Lines in the material below that include "main" need to be tallied; give the total alone.

***

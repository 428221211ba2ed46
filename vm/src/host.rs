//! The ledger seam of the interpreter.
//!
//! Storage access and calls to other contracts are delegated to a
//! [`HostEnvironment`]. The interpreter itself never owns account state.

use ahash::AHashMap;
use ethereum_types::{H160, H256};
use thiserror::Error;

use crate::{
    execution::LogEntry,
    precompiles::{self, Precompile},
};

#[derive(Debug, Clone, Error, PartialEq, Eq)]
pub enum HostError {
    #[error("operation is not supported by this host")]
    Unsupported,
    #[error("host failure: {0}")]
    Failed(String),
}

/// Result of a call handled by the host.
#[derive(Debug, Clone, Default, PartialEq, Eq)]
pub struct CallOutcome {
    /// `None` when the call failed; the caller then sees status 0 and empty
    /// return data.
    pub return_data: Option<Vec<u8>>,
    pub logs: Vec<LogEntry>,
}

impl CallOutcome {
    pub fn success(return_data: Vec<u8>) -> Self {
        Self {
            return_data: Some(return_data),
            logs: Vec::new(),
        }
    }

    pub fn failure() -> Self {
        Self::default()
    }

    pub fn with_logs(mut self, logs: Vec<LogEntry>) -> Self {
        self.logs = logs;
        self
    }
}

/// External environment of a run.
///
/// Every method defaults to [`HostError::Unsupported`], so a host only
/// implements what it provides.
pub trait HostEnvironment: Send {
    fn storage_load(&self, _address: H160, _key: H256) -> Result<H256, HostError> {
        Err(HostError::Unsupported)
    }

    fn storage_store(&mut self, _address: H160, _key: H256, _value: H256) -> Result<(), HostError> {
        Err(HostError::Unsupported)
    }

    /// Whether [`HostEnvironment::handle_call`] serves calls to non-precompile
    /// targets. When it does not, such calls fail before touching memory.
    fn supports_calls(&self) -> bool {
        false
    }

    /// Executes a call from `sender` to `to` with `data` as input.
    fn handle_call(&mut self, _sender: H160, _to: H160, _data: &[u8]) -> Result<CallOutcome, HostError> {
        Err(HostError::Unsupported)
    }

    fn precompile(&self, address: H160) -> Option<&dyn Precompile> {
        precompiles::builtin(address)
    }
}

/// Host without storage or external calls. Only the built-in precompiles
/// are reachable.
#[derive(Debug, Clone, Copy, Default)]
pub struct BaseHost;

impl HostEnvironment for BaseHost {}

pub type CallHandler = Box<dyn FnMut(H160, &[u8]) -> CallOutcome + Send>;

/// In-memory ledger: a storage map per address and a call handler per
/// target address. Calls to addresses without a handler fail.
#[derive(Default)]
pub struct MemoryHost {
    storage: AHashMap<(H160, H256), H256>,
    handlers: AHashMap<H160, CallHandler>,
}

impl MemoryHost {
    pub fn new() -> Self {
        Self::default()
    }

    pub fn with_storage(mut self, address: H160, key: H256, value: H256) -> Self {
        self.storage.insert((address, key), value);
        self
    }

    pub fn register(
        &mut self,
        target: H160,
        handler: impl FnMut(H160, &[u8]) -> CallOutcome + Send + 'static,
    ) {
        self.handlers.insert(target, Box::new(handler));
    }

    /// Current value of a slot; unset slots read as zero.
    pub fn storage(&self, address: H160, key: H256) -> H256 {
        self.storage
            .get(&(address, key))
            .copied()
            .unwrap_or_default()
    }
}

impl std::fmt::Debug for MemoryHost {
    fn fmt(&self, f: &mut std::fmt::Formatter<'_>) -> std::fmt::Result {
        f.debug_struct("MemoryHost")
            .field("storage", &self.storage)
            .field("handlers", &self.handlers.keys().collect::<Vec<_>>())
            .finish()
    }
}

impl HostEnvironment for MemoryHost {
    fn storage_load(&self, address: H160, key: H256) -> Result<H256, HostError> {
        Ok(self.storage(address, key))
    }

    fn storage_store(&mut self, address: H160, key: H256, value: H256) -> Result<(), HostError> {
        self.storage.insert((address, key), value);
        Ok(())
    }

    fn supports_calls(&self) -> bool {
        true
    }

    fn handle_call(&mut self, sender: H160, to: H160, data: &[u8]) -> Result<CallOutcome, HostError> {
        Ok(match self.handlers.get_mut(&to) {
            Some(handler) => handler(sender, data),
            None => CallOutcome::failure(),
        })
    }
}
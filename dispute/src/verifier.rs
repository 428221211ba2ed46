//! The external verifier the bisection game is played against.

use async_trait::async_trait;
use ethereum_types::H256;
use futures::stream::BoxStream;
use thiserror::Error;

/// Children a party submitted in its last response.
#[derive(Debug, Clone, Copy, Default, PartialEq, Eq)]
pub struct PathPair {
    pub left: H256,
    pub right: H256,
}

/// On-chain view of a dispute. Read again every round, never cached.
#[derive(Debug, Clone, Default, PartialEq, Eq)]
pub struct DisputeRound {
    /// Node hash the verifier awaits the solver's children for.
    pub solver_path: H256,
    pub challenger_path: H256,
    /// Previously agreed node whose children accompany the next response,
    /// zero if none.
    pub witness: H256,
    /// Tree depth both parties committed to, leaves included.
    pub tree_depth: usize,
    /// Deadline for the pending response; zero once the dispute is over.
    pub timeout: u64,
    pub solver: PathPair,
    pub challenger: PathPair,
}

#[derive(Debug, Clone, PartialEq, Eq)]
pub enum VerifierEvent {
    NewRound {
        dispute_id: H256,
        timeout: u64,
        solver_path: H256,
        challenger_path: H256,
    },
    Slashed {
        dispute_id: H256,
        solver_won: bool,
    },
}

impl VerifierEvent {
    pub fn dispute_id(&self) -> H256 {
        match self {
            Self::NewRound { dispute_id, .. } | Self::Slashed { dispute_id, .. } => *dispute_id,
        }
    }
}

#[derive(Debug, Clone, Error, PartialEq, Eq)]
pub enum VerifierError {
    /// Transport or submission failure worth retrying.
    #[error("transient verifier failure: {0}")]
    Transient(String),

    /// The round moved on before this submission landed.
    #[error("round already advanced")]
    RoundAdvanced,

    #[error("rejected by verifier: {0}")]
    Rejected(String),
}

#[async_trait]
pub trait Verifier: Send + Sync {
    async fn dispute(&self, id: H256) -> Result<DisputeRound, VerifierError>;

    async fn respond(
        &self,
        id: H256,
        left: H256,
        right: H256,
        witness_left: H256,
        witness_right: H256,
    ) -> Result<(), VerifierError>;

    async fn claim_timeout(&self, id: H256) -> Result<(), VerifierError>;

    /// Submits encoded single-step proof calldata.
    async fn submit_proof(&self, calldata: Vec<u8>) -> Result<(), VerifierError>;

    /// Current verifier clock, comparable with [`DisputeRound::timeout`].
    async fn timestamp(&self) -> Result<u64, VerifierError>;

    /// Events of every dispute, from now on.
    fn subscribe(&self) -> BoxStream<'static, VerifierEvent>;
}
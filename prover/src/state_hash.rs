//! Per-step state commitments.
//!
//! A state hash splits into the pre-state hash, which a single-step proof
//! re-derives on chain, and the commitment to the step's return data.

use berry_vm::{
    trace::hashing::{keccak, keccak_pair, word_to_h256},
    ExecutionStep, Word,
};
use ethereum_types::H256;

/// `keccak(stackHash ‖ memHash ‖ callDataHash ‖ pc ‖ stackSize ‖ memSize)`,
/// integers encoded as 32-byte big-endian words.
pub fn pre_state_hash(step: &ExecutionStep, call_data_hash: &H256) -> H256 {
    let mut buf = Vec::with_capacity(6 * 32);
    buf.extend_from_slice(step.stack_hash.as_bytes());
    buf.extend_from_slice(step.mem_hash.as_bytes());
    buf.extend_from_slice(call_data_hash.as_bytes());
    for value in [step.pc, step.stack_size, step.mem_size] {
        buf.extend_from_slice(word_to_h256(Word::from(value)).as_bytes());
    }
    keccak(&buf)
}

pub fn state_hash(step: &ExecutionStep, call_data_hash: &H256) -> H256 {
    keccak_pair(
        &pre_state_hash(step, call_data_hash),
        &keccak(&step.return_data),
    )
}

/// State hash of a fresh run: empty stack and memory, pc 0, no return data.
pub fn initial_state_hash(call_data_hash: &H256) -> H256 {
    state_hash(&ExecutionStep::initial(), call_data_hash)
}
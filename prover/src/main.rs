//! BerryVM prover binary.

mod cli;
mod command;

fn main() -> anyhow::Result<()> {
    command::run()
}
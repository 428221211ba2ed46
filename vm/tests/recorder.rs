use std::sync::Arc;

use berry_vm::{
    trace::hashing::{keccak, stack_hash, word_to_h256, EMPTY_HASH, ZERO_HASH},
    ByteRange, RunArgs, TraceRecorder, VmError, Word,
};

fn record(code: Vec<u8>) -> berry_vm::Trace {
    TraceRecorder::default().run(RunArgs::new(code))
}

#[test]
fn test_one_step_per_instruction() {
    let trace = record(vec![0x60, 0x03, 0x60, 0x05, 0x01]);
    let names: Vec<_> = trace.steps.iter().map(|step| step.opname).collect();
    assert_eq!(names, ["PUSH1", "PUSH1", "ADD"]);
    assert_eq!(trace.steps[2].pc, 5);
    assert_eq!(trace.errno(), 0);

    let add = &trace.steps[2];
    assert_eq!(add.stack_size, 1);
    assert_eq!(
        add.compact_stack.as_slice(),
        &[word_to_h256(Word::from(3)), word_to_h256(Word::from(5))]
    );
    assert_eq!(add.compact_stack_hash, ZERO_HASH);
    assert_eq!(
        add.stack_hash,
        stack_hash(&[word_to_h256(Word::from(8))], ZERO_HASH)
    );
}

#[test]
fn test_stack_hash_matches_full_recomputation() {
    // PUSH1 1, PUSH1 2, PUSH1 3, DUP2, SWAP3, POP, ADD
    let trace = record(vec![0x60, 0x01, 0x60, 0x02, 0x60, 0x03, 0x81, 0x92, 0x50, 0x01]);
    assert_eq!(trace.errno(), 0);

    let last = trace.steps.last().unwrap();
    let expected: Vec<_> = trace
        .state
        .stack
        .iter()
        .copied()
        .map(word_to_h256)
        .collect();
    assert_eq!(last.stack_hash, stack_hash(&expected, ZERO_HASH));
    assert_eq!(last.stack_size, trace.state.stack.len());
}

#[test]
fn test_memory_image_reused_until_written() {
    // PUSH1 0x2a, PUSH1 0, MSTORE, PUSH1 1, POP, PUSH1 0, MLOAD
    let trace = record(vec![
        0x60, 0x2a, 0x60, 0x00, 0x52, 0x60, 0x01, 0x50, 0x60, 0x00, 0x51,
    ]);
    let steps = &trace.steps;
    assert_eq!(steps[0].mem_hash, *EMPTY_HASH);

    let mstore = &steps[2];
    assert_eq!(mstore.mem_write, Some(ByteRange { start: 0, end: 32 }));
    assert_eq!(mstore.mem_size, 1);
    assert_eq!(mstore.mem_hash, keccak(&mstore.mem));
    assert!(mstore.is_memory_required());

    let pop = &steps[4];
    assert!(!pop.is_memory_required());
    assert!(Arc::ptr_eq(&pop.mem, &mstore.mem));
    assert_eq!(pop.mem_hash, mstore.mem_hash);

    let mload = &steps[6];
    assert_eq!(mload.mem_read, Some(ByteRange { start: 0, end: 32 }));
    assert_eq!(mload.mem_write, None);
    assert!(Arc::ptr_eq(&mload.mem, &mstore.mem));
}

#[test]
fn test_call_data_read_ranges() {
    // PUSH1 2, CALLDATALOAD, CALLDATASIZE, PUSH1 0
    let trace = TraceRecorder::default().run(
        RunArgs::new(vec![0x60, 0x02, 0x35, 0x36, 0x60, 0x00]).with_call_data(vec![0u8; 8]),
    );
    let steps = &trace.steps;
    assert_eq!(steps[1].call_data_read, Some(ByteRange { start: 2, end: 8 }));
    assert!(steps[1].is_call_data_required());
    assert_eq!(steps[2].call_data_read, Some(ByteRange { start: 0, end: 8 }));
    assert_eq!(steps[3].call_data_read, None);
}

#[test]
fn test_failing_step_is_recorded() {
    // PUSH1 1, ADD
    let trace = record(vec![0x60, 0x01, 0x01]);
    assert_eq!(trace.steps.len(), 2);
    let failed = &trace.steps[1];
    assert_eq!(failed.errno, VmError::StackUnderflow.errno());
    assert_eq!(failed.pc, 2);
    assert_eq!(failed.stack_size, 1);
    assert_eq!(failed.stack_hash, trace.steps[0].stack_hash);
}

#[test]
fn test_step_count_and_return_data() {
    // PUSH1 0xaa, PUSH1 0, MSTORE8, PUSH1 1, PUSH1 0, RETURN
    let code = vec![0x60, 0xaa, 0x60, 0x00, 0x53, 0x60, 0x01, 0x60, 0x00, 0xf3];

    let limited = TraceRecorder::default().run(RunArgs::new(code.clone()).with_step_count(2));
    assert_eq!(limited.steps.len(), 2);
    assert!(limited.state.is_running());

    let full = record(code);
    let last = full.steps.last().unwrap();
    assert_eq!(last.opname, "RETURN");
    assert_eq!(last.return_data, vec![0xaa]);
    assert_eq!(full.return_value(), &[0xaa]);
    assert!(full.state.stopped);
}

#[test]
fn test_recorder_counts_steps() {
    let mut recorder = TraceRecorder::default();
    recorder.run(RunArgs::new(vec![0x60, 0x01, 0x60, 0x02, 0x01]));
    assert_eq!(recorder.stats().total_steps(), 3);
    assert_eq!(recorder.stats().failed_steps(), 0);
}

***

**Response box**.
2